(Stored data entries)

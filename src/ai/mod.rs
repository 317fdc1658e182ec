pub mod error;
pub mod reason_check;
use std::sync::Arc;

use async_trait::async_trait;
use bb_core::BoxError;
use serde_json::Value;
use sqlx::PgPool;
use tracing::info;

use crate::sql::{SqlDialect, SqlRow, SqlStorage, SqlTable};

pub const DEFAULT_TABLE: &str = "bot_state";

/// PostgreSQL state table driven through sqlx.
pub struct PgTable {
    pool: PgPool,
    table: String,
}

pub type PostgresStorage = SqlStorage<PgTable>;

impl PgTable {
    pub fn new(pool: PgPool) -> Self {
        Self::with_table(pool, DEFAULT_TABLE)
    }

    pub fn with_table(pool: PgPool, table: impl Into<String>) -> Self {
        Self {
            pool,
            table: table.into(),
        }
    }

    /// Creates the state table if it is missing.
    pub async fn ensure_table(&self) -> Result<(), BoxError> {
        sqlx::query(&SqlDialect::Postgres.create_table(&self.table))
            .execute(&self.pool)
            .await?;
        Ok(())
    }
}

impl SqlStorage<PgTable> {
    /// Connects, ensures the table exists and wraps it as storage.
    pub async fn connect(url: &str, table: &str) -> Result<Self, BoxError> {
        let pool = PgPool::connect(url).await?;
        let table = PgTable::with_table(pool, table);
        table.ensure_table().await?;
        info!(table = %table.table, "postgres storage ready");
        Ok(SqlStorage::new("postgres", Arc::new(table)))
    }
}

#[async_trait]
impl SqlTable for PgTable {
    async fn select_many(&self, ids: &[String]) -> Result<Vec<SqlRow>, BoxError> {
        let rows: Vec<(String, Value, String)> =
            sqlx::query_as(&SqlDialect::Postgres.select_many(&self.table))
                .bind(ids)
                .fetch_all(&self.pool)
                .await?;
        Ok(rows
            .into_iter()
            .map(|(id, data, etag)| SqlRow { id, data, etag })
            .collect())
    }

    async fn upsert(&self, row: SqlRow) -> Result<(), BoxError> {
        sqlx::query(&SqlDialect::Postgres.upsert(&self.table))
            .bind(&row.id)
            .bind(&row.data)
            .bind(&row.etag)
            .execute(&self.pool)
            .await?;
        Ok(())
    }

    async fn update_if_etag(&self, row: SqlRow, expected: &str) -> Result<u64, BoxError> {
        let done = sqlx::query(&SqlDialect::Postgres.update_if_etag(&self.table))
            .bind(&row.id)
            .bind(&row.data)
            .bind(&row.etag)
            .bind(expected)
            .execute(&self.pool)
            .await?;
        Ok(done.rows_affected())
    }

    async fn delete_many(&self, ids: &[String]) -> Result<u64, BoxError> {
        let done = sqlx::query(&SqlDialect::Postgres.delete_many(&self.table))
            .bind(ids)
            .execute(&self.pool)
            .await?;
        Ok(done.rows_affected())
    }
}

#[cfg(test)]
mod tests {
    use super::*;

    fn highest_placeholder(sql: &str) -> usize {
        sql.split('$')
            .skip(1)
            .filter_map(|rest| {
                let digits: String = rest.chars().take_while(char::is_ascii_digit).collect();
                digits.parse().ok()
            })
            .max()
            .unwrap_or(0)
    }

    #[test]
    fn statements_take_as_many_parameters_as_the_table_binds() {
        let dialect = SqlDialect::Postgres;
        assert_eq!(highest_placeholder(&dialect.select_many(DEFAULT_TABLE)), 1);
        assert_eq!(highest_placeholder(&dialect.upsert(DEFAULT_TABLE)), 3);
        assert_eq!(highest_placeholder(&dialect.update_if_etag(DEFAULT_TABLE)), 4);
        assert_eq!(highest_placeholder(&dialect.delete_many(DEFAULT_TABLE)), 1);
        assert!(dialect.create_table(DEFAULT_TABLE).contains("data JSONB"));
    }

    #[test]
    fn conditional_update_matches_on_id_and_expected_etag() {
        let sql = SqlDialect::Postgres.update_if_etag("state");
        assert!(sql.starts_with("UPDATE state SET data = $2, etag = $3"));
        assert!(sql.ends_with("WHERE id = $1 AND etag = $4"));
    }
}
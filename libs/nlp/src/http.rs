use reqwest::RequestBuilder;
use serde_json::Value;
use tracing::debug;

use crate::types::NlpError;

/// Sends a JSON request and returns the decoded body, mapping non-2xx answers to
/// [`NlpError::Status`].
pub(crate) async fn send_json(
    engine: &'static str,
    request: RequestBuilder,
    body: &Value,
) -> Result<Value, NlpError> {
    let http = |source| NlpError::Http { engine, source };
    let response = request.json(body).send().await.map_err(http)?;
    let status = response.status();
    if !status.is_success() {
        let body = response.text().await.unwrap_or_default();
        debug!(engine, status = status.as_u16(), "nlp call rejected");
        return Err(NlpError::Status {
            engine,
            status: status.as_u16(),
            body,
        });
    }
    response.json().await.map_err(http)
}
//! Behaviour every [`Storage`] provider shares, exercised against a fresh store.

use bb_core::{Storage, StorageError, StoreItem, StoreItems};
use serde_json::{Value, json};

pub fn item(document: Value) -> StoreItem {
    StoreItem::from_value(document).unwrap()
}

pub fn keys(keys: &[&str]) -> Vec<String> {
    keys.iter().map(|key| key.to_string()).collect()
}

fn one(key: &str, item: StoreItem) -> StoreItems {
    [(key.to_string(), item)].into()
}

/// Runs the shared storage behaviour against an empty store.
pub async fn assert_conformance(store: &dyn Storage) {
    missing_keys_are_omitted(store).await;
    conditional_writes(store).await;
    delete_is_idempotent(store).await;
}

async fn missing_keys_are_omitted(store: &dyn Storage) {
    assert!(store.read(&keys(&["nope"])).await.unwrap().is_empty());

    store
        .write(one("user/a", item(json!({"count": 1}))))
        .await
        .unwrap();
    let read = store.read(&keys(&["user/a", "user/b"])).await.unwrap();
    assert_eq!(read.len(), 1, "missing key must be omitted");
    let stored = &read["user/a"];
    assert_eq!(stored.document["count"], 1);
    assert!(
        stored.e_tag.as_deref().is_some_and(|tag| !tag.is_empty()),
        "reads carry an etag"
    );
}

async fn conditional_writes(store: &dyn Storage) {
    store
        .write(one("conv", item(json!({"turn": 1}))))
        .await
        .unwrap();
    let first = store.read(&keys(&["conv"])).await.unwrap()["conv"].clone();
    let first_tag = first.e_tag.clone().unwrap();

    let update = item(json!({"turn": 2})).with_etag(first_tag.clone());
    store.write(one("conv", update)).await.unwrap();
    let second = store.read(&keys(&["conv"])).await.unwrap()["conv"].clone();
    assert_eq!(second.document["turn"], 2);
    assert_ne!(second.e_tag.as_deref(), Some(first_tag.as_str()));

    let stale = item(json!({"turn": 99})).with_etag(first_tag);
    let err = store.write(one("conv", stale)).await.unwrap_err();
    assert!(
        matches!(err, StorageError::ETagConflict { ref key } if key == "conv"),
        "stale etag must conflict, got {err:?}"
    );
    let unchanged = store.read(&keys(&["conv"])).await.unwrap()["conv"].clone();
    assert_eq!(unchanged.document["turn"], 2);

    let forced = item(json!({"turn": 3})).with_etag("*");
    store.write(one("conv", forced)).await.unwrap();
    let third = store.read(&keys(&["conv"])).await.unwrap()["conv"].clone();
    assert_eq!(third.document["turn"], 3);

    let empty = item(json!({"turn": 4})).with_etag("");
    assert!(matches!(
        store.write(one("conv", empty)).await,
        Err(StorageError::EmptyETag { .. })
    ));

    let absent = item(json!({"turn": 1})).with_etag("123");
    assert!(matches!(
        store.write(one("never-written", absent)).await,
        Err(StorageError::ETagConflict { .. })
    ));
}

async fn delete_is_idempotent(store: &dyn Storage) {
    store
        .write(one("gone", item(json!({"x": true}))))
        .await
        .unwrap();
    store.delete(&keys(&["gone", "never"])).await.unwrap();
    assert!(store.read(&keys(&["gone"])).await.unwrap().is_empty());
    store.delete(&keys(&["gone"])).await.unwrap();
}
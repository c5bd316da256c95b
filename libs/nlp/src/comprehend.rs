use std::sync::Arc;

use async_trait::async_trait;
use bb_core::BoxError;
use serde_json::{Value, json};

use crate::analyzer::TextAnalyzer;
use crate::types::{DetectedLanguage, Entity, KeyPhrase, NlpError, Sentiment};

const ENGINE: &str = "comprehend";

/// The four Comprehend actions, answering the service's JSON response shapes
/// (`{"Entities": [...]}`, `{"KeyPhrases": [...]}`, `{"Languages": [...]}`,
/// `{"Sentiment": ..., "SentimentScore": {...}}`). Implement over the AWS SDK, which owns request
/// signing.
#[async_trait]
pub trait ComprehendApi: Send + Sync {
    async fn detect_entities(&self, text: &str, language_code: &str) -> Result<Value, BoxError>;
    async fn detect_key_phrases(&self, text: &str, language_code: &str)
    -> Result<Value, BoxError>;
    async fn detect_dominant_language(&self, text: &str) -> Result<Value, BoxError>;
    async fn detect_sentiment(&self, text: &str, language_code: &str) -> Result<Value, BoxError>;
}

pub struct AwsComprehend {
    api: Arc<dyn ComprehendApi>,
    language_code: String,
}

impl AwsComprehend {
    pub fn new(api: Arc<dyn ComprehendApi>) -> Self {
        Self {
            api,
            language_code: "en".into(),
        }
    }

    pub fn with_language_code(mut self, language_code: impl Into<String>) -> Self {
        self.language_code = language_code.into();
        self
    }
}

fn client(source: BoxError) -> NlpError {
    NlpError::Client {
        engine: ENGINE,
        source,
    }
}

#[async_trait]
impl TextAnalyzer for AwsComprehend {
    fn engine_name(&self) -> &'static str {
        ENGINE
    }

    async fn entities(&self, text: &str) -> Result<Vec<Entity>, NlpError> {
        let response = self
            .api
            .detect_entities(text, &self.language_code)
            .await
            .map_err(client)?;
        parse_entities(&response)
    }

    async fn key_phrases(&self, text: &str) -> Result<Vec<KeyPhrase>, NlpError> {
        let response = self
            .api
            .detect_key_phrases(text, &self.language_code)
            .await
            .map_err(client)?;
        parse_key_phrases(&response)
    }

    async fn detect_language(&self, text: &str) -> Result<DetectedLanguage, NlpError> {
        let response = self
            .api
            .detect_dominant_language(text)
            .await
            .map_err(client)?;
        parse_dominant_language(&response)
    }

    async fn sentiment(&self, text: &str) -> Result<Sentiment, NlpError> {
        let response = self
            .api
            .detect_sentiment(text, &self.language_code)
            .await
            .map_err(client)?;
        parse_sentiment(&response)
    }
}

pub fn parse_entities(response: &Value) -> Result<Vec<Entity>, NlpError> {
    let entities = response
        .get("Entities")
        .and_then(Value::as_array)
        .ok_or_else(|| NlpError::parse(ENGINE, "missing Entities"))?;
    Ok(entities
        .iter()
        .filter_map(|entity| {
            Some(Entity {
                text: entity.get("Text")?.as_str()?.to_string(),
                kind: entity
                    .get("Type")
                    .and_then(Value::as_str)
                    .unwrap_or("OTHER")
                    .to_string(),
                score: entity.get("Score").and_then(Value::as_f64),
                metadata: json!({
                    "beginOffset": entity.get("BeginOffset"),
                    "endOffset": entity.get("EndOffset"),
                }),
            })
        })
        .collect())
}

pub fn parse_key_phrases(response: &Value) -> Result<Vec<KeyPhrase>, NlpError> {
    let phrases = response
        .get("KeyPhrases")
        .and_then(Value::as_array)
        .ok_or_else(|| NlpError::parse(ENGINE, "missing KeyPhrases"))?;
    Ok(phrases
        .iter()
        .filter_map(|phrase| {
            Some(KeyPhrase {
                text: phrase.get("Text")?.as_str()?.to_string(),
                score: phrase.get("Score").and_then(Value::as_f64),
            })
        })
        .collect())
}

/// Highest scoring language. Comprehend reports codes only, so `name` repeats the code.
pub fn parse_dominant_language(response: &Value) -> Result<DetectedLanguage, NlpError> {
    response
        .get("Languages")
        .and_then(Value::as_array)
        .into_iter()
        .flatten()
        .filter_map(|language| {
            let code = language.get("LanguageCode")?.as_str()?;
            let score = language.get("Score")?.as_f64()?;
            Some(DetectedLanguage {
                name: code.to_string(),
                iso6391_name: code.to_string(),
                score,
            })
        })
        .max_by(|a, b| a.score.total_cmp(&b.score))
        .ok_or_else(|| NlpError::parse(ENGINE, "no Languages detected"))
}

pub fn parse_sentiment(response: &Value) -> Result<Sentiment, NlpError> {
    let label = response
        .get("Sentiment")
        .and_then(Value::as_str)
        .ok_or_else(|| NlpError::parse(ENGINE, "missing Sentiment"))?;
    let scores = response.get("SentimentScore");
    let score_of = |name: &str| scores.and_then(|s| s.get(name)).and_then(Value::as_f64);
    let positive = score_of("Positive");
    let negative = score_of("Negative");
    Ok(Sentiment {
        label: label.to_ascii_lowercase(),
        score: positive.unwrap_or_default() - negative.unwrap_or_default(),
        positive,
        negative,
        neutral: score_of("Neutral"),
        mixed: score_of("Mixed"),
    })
}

Instructions for the task: Copy out all lines above holding "SqlRow".

Task result:
use crate::sql::{SqlDialect, SqlRow, SqlStorage, SqlTable};
    async fn select_many(&self, ids: &[String]) -> Result<Vec<SqlRow>, BoxError> {
            .map(|(id, data, etag)| SqlRow { id, data, etag })
    async fn upsert(&self, row: SqlRow) -> Result<(), BoxError> {
    async fn update_if_etag(&self, row: SqlRow, expected: &str) -> Result<u64, BoxError> {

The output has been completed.